In how many lines of the listing below does "DateTime" appear? Give only the figure.

= = = = =

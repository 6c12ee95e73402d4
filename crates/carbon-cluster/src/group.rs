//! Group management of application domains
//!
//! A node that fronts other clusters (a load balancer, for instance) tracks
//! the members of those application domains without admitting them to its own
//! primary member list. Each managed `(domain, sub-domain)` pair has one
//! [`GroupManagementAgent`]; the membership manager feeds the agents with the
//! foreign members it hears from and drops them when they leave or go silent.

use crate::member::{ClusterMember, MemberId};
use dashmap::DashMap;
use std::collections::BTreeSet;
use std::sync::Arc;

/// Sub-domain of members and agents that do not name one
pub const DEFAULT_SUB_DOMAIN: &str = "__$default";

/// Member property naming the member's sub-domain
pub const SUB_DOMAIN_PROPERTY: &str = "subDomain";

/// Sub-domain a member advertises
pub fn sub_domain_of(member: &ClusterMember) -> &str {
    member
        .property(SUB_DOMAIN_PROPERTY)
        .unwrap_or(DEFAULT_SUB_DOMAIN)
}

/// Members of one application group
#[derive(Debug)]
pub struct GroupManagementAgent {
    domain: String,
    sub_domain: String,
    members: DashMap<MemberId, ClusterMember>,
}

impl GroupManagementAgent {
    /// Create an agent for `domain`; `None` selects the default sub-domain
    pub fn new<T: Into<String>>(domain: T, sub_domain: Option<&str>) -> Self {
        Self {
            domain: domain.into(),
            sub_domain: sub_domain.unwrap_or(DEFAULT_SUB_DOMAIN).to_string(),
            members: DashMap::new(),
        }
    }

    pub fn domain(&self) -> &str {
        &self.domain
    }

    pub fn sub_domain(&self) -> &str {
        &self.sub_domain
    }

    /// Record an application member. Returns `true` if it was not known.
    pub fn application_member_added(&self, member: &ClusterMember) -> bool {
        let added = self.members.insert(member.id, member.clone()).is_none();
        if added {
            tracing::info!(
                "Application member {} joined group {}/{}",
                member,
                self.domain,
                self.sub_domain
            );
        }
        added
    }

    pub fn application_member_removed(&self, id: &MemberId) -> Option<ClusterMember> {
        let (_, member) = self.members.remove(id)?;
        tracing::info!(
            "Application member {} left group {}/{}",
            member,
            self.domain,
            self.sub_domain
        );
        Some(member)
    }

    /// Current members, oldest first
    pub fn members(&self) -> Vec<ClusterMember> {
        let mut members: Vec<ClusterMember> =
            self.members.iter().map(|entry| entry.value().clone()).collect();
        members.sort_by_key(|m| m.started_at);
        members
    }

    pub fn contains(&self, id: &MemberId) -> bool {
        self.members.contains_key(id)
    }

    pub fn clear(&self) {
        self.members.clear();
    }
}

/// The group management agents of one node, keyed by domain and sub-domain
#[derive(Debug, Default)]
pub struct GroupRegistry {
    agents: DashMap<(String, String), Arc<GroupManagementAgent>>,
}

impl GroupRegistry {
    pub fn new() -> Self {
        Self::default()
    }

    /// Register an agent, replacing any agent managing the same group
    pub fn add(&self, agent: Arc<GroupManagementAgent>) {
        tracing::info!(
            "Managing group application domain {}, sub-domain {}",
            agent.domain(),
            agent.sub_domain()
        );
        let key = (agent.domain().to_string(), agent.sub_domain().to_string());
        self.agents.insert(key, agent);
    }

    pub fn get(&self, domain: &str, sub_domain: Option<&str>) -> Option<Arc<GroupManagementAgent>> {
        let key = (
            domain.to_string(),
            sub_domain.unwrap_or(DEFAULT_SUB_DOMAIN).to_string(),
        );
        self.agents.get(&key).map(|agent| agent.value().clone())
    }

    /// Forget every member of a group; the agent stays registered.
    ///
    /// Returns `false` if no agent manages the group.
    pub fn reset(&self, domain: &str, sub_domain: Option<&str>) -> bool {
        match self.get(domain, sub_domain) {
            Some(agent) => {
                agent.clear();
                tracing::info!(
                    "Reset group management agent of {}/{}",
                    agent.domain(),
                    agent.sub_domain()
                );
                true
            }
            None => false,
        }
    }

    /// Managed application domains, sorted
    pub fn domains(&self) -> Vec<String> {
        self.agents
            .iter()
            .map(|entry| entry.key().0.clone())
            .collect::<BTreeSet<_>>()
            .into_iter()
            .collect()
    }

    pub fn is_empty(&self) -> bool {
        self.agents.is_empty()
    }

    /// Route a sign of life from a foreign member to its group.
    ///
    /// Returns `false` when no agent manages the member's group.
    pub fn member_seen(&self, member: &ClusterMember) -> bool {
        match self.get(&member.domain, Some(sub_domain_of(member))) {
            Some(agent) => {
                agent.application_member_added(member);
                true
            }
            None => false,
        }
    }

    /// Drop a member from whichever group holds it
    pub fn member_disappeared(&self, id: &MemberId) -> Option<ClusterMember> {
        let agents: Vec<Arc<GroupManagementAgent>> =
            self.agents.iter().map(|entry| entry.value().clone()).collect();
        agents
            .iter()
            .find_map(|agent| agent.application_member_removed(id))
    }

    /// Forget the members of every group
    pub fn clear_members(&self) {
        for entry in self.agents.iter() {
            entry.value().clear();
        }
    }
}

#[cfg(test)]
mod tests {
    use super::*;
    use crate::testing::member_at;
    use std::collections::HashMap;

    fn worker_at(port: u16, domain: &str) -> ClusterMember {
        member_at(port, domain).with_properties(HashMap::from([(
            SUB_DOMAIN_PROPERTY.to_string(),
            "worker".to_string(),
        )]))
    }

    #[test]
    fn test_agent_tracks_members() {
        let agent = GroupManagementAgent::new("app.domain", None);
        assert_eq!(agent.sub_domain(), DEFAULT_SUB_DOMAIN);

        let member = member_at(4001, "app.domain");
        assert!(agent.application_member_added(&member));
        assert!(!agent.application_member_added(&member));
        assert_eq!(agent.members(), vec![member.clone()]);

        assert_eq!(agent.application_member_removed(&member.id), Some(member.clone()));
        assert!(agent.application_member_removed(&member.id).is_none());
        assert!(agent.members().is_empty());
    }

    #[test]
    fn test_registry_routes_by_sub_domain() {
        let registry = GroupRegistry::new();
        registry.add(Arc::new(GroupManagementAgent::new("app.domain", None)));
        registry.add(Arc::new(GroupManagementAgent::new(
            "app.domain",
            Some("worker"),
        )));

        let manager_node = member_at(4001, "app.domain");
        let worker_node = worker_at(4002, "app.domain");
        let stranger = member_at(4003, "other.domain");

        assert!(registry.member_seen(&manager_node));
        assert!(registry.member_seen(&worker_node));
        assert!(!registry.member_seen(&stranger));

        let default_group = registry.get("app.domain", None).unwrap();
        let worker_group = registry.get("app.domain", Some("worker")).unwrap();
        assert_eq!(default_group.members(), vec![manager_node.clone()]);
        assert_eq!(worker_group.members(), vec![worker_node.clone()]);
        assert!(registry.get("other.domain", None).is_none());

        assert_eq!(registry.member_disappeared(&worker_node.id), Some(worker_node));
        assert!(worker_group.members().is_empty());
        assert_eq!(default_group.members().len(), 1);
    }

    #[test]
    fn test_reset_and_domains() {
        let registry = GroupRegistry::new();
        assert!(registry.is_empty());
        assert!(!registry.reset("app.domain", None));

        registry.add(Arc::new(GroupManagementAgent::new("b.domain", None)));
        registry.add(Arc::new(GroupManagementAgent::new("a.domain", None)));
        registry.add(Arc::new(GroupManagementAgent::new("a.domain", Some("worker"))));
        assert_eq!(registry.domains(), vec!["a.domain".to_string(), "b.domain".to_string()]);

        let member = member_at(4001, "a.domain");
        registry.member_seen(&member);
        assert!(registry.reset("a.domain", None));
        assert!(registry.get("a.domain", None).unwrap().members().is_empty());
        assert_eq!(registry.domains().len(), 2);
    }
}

= = = = =

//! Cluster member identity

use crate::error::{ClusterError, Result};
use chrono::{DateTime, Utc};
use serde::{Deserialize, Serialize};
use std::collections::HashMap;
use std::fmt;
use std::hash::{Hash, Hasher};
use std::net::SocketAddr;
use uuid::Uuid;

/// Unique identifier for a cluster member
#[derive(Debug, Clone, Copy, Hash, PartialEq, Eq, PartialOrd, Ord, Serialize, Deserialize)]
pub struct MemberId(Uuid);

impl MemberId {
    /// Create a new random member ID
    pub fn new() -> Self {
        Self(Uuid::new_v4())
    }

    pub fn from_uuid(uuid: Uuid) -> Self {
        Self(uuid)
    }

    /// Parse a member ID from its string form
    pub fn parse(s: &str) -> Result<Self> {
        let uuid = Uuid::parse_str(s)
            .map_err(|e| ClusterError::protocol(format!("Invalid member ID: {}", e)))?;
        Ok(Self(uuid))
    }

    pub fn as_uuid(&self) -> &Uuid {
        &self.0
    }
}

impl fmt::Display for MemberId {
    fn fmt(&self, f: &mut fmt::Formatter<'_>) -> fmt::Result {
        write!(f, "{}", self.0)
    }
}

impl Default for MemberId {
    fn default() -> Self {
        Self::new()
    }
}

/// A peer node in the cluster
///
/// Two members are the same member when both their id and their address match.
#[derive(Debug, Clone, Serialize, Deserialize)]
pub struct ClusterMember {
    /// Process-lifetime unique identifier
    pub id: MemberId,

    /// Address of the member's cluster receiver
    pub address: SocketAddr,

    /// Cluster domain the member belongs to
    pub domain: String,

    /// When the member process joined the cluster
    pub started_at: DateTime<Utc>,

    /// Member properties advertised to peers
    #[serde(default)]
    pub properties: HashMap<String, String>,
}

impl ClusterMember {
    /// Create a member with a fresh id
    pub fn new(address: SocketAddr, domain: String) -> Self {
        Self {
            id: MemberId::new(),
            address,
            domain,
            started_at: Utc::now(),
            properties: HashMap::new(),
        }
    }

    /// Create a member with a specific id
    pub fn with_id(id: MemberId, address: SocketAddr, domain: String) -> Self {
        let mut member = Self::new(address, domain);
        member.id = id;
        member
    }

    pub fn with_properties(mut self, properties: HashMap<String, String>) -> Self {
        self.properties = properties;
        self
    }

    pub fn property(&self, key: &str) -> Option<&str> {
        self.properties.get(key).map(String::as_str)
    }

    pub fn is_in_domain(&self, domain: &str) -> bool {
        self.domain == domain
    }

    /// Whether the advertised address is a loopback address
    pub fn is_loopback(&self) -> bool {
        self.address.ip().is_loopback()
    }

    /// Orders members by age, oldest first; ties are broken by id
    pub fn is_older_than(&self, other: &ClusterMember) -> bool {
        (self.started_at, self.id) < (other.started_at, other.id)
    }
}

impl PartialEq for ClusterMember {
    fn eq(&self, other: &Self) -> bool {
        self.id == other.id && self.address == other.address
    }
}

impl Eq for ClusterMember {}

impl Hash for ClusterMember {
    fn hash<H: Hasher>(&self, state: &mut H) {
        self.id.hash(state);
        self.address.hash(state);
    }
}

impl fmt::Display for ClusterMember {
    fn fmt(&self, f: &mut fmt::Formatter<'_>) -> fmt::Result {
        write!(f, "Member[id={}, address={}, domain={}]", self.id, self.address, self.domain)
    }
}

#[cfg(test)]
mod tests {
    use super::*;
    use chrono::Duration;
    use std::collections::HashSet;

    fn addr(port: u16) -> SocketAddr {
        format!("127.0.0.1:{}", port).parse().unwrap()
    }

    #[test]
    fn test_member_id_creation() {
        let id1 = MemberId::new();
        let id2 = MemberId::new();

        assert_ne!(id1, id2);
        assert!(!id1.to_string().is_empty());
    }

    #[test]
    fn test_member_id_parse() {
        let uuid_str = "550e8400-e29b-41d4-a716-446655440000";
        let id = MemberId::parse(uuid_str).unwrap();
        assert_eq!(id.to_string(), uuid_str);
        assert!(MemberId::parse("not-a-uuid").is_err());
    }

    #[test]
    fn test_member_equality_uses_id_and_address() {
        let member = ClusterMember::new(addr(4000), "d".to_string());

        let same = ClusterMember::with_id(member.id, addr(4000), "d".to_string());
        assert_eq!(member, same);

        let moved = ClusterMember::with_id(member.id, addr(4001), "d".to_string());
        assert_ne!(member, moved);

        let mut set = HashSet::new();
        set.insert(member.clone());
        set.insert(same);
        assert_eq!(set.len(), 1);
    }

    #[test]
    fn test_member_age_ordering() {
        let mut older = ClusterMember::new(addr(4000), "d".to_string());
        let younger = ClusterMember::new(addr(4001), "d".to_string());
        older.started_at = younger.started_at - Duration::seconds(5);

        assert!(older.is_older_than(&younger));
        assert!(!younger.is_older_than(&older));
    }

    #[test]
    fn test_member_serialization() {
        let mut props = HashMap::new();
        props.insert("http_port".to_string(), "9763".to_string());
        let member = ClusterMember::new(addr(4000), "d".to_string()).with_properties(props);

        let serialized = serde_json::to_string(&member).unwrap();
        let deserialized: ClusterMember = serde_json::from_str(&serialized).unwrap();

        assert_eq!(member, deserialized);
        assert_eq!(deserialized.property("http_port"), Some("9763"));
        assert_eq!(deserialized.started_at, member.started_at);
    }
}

= = = = =

> [Reply to the exercise]
2